The Japanese English teacher and I went to the class and began our normal routine. We were reviewing the textbook because the teacher was so far ahead with the material. So we started from page one, and I had students read aloud the textbooks whilst their classmates followed along.

Normally I pick a student and then rotate in a random order so that I can easily catch students who are not paying attention. I just randomly call out students names from our roll chart on the podium in the front of the class. I find this keeps students focused as they never know when they are going to be called to read.
Well today I busted one boy, let's call him Slam Dunk (スラムダンク) , after a popular comic マンガ (manga). Slam Dunk is normally a very good student. He makes excellent marks on tests and does fairly well at paying attention and participating. This morning however he was distracted and didn't know where we were in the textbook when I called out his name. It soom became apparent why he wasn't able to follow. I saw that he had placed a comic マンガ(manga) atop his textbook. Normally I would just ask them to put away their private books or comics and continue on with the lesson.

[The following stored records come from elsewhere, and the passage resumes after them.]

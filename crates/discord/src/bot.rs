use std::sync::Arc;

use {
    secrecy::ExposeSecret,
    serenity::http::Http,
    tokio_util::sync::CancellationToken,
    tracing::{info, warn},
};

use {
    appmonitor_dispatch::{EventDispatcher, Notifier},
    appmonitor_store::ConfigStore,
};

use crate::{
    Error, Result,
    config::DiscordConfig,
    handler::{Handler, required_intents},
    outbound::DiscordNotifier,
};

/// Wires the settings store, dispatcher and Discord client together.
pub struct AppMonitorBot {
    config: DiscordConfig,
    store: Arc<ConfigStore>,
}

impl AppMonitorBot {
    pub fn new(config: DiscordConfig, store: Arc<ConfigStore>) -> Self {
        Self { config, store }
    }

    /// Connect to the gateway and process events until `cancel` fires or the
    /// client stops on its own.
    pub async fn run(self, cancel: CancellationToken) -> Result<()> {
        if !self.config.has_token() {
            return Err(Error::Config("Discord bot token is required".into()));
        }
        let token = self.config.token.expose_secret().trim().to_string();

        let http = Arc::new(Http::new(&token));
        let notifier: Arc<dyn Notifier> = Arc::new(DiscordNotifier::new(http));
        let dispatcher = Arc::new(EventDispatcher::new(Arc::clone(&self.store), notifier));
        let handler = Handler {
            dispatcher,
            store: Arc::clone(&self.store),
            register_commands: self.config.register_commands,
        };

        info!("starting discord client");
        let mut client = serenity::Client::builder(&token, required_intents())
            .event_handler(handler)
            .await
            .map_err(|e| Error::Gateway(format!("failed to build Discord client: {e}")))?;
        let shard_manager = Arc::clone(&client.shard_manager);

        tokio::select! {
            result = client.start() => {
                if let Err(e) = result {
                    warn!("Discord client stopped with error: {e}");
                    return Err(Error::Gateway(e.to_string()));
                }
            }
            () = cancel.cancelled() => {
                info!("Discord client shutting down");
                shard_manager.shutdown_all().await;
            }
        }
        Ok(())
    }
}
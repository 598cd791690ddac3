//! Membership-application event dispatch.
//!
//! [`EventDispatcher::handle`] consults the guild's settings and either
//! suppresses the event or builds a [`NotificationRequest`] and hands it to
//! a [`Notifier`]. Delivery failures are logged, never propagated.

pub mod dispatcher;
pub mod event;
pub mod notification;
pub mod notifier;

pub use {
    dispatcher::{DispatchResult, EventDispatcher, SuppressReason},
    event::{Applicant, ApplicationEvent, ApplicationKind, UserId},
    notification::{NotificationField, NotificationRequest},
    notifier::{Notifier, NotifyError},
};
//! Per-guild notification settings for the application monitor.
//!
//! Each guild owns exactly one [`GuildConfig`], created lazily with defaults
//! and persisted through a pluggable [`Storage`] backend on every change.

pub mod error;
pub mod storage;
pub mod store;
pub mod types;

pub use {
    error::{Error, Result},
    storage::{FileStorage, MemoryStorage, Storage},
    store::ConfigStore,
    types::{ChannelId, GuildConfig, GuildId, RoleId},
};
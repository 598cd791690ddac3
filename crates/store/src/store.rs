use std::{
    collections::HashMap,
    sync::{Arc, Mutex},
};

use {tokio::sync::Mutex as AsyncMutex, tracing::debug};

use crate::{
    Error, Result,
    storage::Storage,
    types::{ChannelId, GuildConfig, GuildId, RoleId, storage_key},
};

/// Guild-keyed settings store.
///
/// Reads go straight to storage. Writes for one guild are serialized through
/// a per-guild async mutex so read-modify-write cycles (notably `toggle`)
/// never lose updates; different guilds never wait on each other.
pub struct ConfigStore {
    storage: Arc<dyn Storage>,
    locks: Mutex<HashMap<GuildId, Arc<AsyncMutex<()>>>>,
}

impl ConfigStore {
    pub fn new(storage: Arc<dyn Storage>) -> Self {
        Self {
            storage,
            locks: Mutex::new(HashMap::new()),
        }
    }

    /// Stored settings, or unsaved defaults when the guild has none yet.
    pub async fn get(&self, guild_id: GuildId) -> Result<GuildConfig> {
        Ok(self.load(guild_id).await?.0)
    }

    /// Read-only view for the settings display.
    pub async fn snapshot(&self, guild_id: GuildId) -> Result<GuildConfig> {
        self.get(guild_id).await
    }

    /// Set or clear (`None`) the notification channel.
    pub async fn set_channel(
        &self,
        guild_id: GuildId,
        channel_id: Option<ChannelId>,
    ) -> Result<GuildConfig> {
        self.update(guild_id, |cfg| cfg.notification_channel_id = channel_id)
            .await
    }

    /// Set or clear (`None`) the mention role.
    pub async fn set_role(&self, guild_id: GuildId, role_id: Option<RoleId>) -> Result<GuildConfig> {
        self.update(guild_id, |cfg| cfg.notification_role_id = role_id)
            .await
    }

    /// Flip `enabled` and return the new value.
    pub async fn toggle(&self, guild_id: GuildId) -> Result<bool> {
        let cfg = self.update(guild_id, |cfg| cfg.enabled = !cfg.enabled).await?;
        Ok(cfg.enabled)
    }

    /// Drop the guild's record. The next read yields defaults again.
    pub async fn remove(&self, guild_id: GuildId) -> Result<()> {
        let lock = self.guild_lock(guild_id);
        let _guard = lock.lock().await;
        self.storage.delete(&storage_key(guild_id)).await?;
        self.release_lock(guild_id, &lock);
        debug!(%guild_id, "guild settings removed");
        Ok(())
    }

    fn guild_lock(&self, guild_id: GuildId) -> Arc<AsyncMutex<()>> {
        let mut locks = self.locks.lock().unwrap_or_else(|e| e.into_inner());
        Arc::clone(locks.entry(guild_id).or_default())
    }

    /// Forget a guild's lock once only the map and `held` reference it.
    /// Clones are taken under the map lock, so the count cannot grow here.
    fn release_lock(&self, guild_id: GuildId, held: &Arc<AsyncMutex<()>>) {
        let mut locks = self.locks.lock().unwrap_or_else(|e| e.into_inner());
        let idle = locks
            .get(&guild_id)
            .is_some_and(|lock| Arc::ptr_eq(lock, held) && Arc::strong_count(lock) == 2);
        if idle {
            locks.remove(&guild_id);
        }
    }

    /// Returns the config and whether it came from storage.
    async fn load(&self, guild_id: GuildId) -> Result<(GuildConfig, bool)> {
        let key = storage_key(guild_id);
        let Some(bytes) = self.storage.load(&key).await? else {
            return Ok((GuildConfig::new(guild_id), false));
        };
        let mut cfg: GuildConfig =
            serde_json::from_slice(&bytes).map_err(|source| Error::Decode { key, source })?;
        // The key is authoritative for identity.
        cfg.guild_id = guild_id;
        Ok((cfg, true))
    }

    async fn update<F>(&self, guild_id: GuildId, apply: F) -> Result<GuildConfig>
    where
        F: FnOnce(&mut GuildConfig),
    {
        let lock = self.guild_lock(guild_id);
        let _guard = lock.lock().await;

        let (mut cfg, stored) = self.load(guild_id).await?;
        let before = cfg.clone();
        apply(&mut cfg);

        if stored && cfg == before {
            return Ok(cfg);
        }

        let bytes = serde_json::to_vec(&cfg).map_err(Error::Encode)?;
        self.storage.save(&storage_key(guild_id), &bytes).await?;
        debug!(
            %guild_id,
            channel_id = ?cfg.notification_channel_id,
            role_id = ?cfg.notification_role_id,
            enabled = cfg.enabled,
            "guild settings saved"
        );
        Ok(cfg)
    }
}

Slam Dunk however disturbed the flow of the class so I called him on his mistake. I didn't scold him per se, I simply told him that reading comics in class is against the rules and I asked him to bring his comic to the front so that I could confiscate it. Doing this brought back memories of my own childhood when I had comics, novels, and even a Sony Walkman taken because I was using them in class. So I understood where he was coming from.

Later after class I asked Slam Dunk to come out to the hallway and I reiterated my point for taking his comic マンガ (manga). He seemed to understand but he told me that he wasn't reading the comic. He had only had it out on his desk, sitting atop his textbook. I tended to believe that he wasn't reading it but I told him that if he wants to have a comic he should only read it between classes and at lunch.

I am all for reading, even comics. It's always good when children read no matter how simple or irrelevant the material contained within. However, disturbing a class by reading is not and should not be tolerated. I hope I didn't make Slam Dunk hate me for getting on him. I am without a doubt sure that he is pissed off at me right now. I guess time will tell if he will get over it.

Thursday, May 24, 2007

The Strange Boy - Dopey-kun

There's a boy in my school is very odd. And when I mean odd, I don't mean geeky, nerdy, or anything like that. By odd, I mean he doesn't talk much, he stares at you like he could kill you, and he mopes along in such a dejected and belligerent way that you wonder if he's running on empty. I can tell there is something seriously wrong with this kid mentally. In class he just slumps in his desk and sleeps. He is now a 3rd grader and for the past two years he has kept this attitude. But his eyes paint the picture of a potential killer. I could easily see this kid going off the deep end and slaughtering one of his classmates.
Teachers have basically given up on him and are waiting for him to graduate as he is considered completely incorrigible. They let him sleep through the entire class without saying a word. Most of his classmates ignore him though I have seen him chatting it up with one or two students. He walks around the hallways during classes, he often goes home early or whenever he feels like it. If he gets scolded he just leaves the school. I suppose odd is really an understatement.

I think he has a bad home life. I was so concerned that I started asking about him to a fellow teacher. That teacher told me the background of this kid, let's call him Dopey-kun. She said Dopey-kun's father is a police officer and he is very hard on his son. She told me that his dad swears at him, berates him and makes him feel really small. I quickly asked if she thought Dopey-kun was being beaten by his father at home. She said she wasn't sure but couldn't rule anything out.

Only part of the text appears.